Joshua Miller’s Accented America: The Cultural Politics of Multilingual Modernism has much to teach students of modernism and American studies about the relationship between experimental fiction written in the United States between 1898 and 1945 and debates about English as the unofficial national language. However, Miller’s cultural history, which illuminates the recent return of the language debate in response to resurgent anxieties about immigration, will also speak to readers well beyond the academy. For as Miller’s meticulous scholarship shows, everything being said now on this subject, whether in town hall meetings or on talk radio, was already being discussed and contested in the United States in the early decades of the twentieth century. Accented America is thus at once deeply literary and fundamentally political. It broadens our sense of what should count as modernist and what should count as American without diluting either term, and it suggests how the U.S. debate about “English only” might advance beyond its current deadlock.
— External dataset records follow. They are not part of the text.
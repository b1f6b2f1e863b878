//! Color tint

use glam::Vec3;
use std::any::Any;

use crate::backend::{FullscreenDraw, TextureHandle};
use crate::effect::{Effect, FrameContext, RenderContext};
use crate::error::{PostFxError, PostFxResult};

pub const COLOR_TINT_DRAW: &str = "color_tint";

#[derive(Debug, Clone, Copy, PartialEq)]
pub struct ColorTintSettings {
    pub tint: Vec3,
    /// 0 disables the effect
    pub intensity: f32,
}

impl Default for ColorTintSettings {
    fn default() -> Self {
        Self {
            tint: Vec3::ONE,
            intensity: 0.0,
        }
    }
}

/// Single per-pixel draw; safe to run in place on the camera target.
#[derive(Debug, Default)]
pub struct ColorTintEffect {
    frames_rendered: u64,
}

impl ColorTintEffect {
    pub fn new() -> Self {
        Self::default()
    }

    pub fn frames_rendered(&self) -> u64 {
        self.frames_rendered
    }
}

impl Effect for ColorTintEffect {
    fn name(&self) -> &str {
        "color_tint"
    }

    fn is_active(&self, frame: &FrameContext<'_>) -> bool {
        frame
            .settings::<ColorTintSettings>()
            .is_some_and(|settings| settings.intensity > 0.0 && settings.tint != Vec3::ONE)
    }

    fn dont_care_source_target_copy(&self) -> bool {
        true
    }

    fn render(
        &mut self,
        source: TextureHandle,
        destination: Option<TextureHandle>,
        ctx: &mut RenderContext<'_>,
    ) -> PostFxResult<()> {
        let destination = destination.ok_or_else(|| PostFxError::EffectFailed {
            effect: self.name().to_string(),
            reason: "no destination".to_string(),
        })?;
        ctx.draw(&FullscreenDraw::new(COLOR_TINT_DRAW, destination).with_input(source))?;
        self.frames_rendered += 1;
        Ok(())
    }

    fn as_any(&self) -> &dyn Any {
        self
    }

    fn as_any_mut(&mut self) -> &mut dyn Any {
        self
    }
}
Furthermore, while Miller focuses primarily on the United States, his range of reference extends to comparable debates in Africa (Ngũgĩ wa Thiong’o is the most prominent figure here), and the history he tells should be of interest to people in many nations, such as France, where, as in the United States, debates about language have functioned as proxies for conflicts grounded in race and class.

As modernist studies continue to expand its reach well beyond the literary canon that began to form in the 1950s, in part by globalizing its purview, in part by traversing once sacrosanct distinctions between high and low, and also by rediscovering historically marginalized writers, the question of what counts as modernist has become more fraught. Most now would agree that modernism was never an exclusively metropolitan phenomenon. But what about form? Should . . .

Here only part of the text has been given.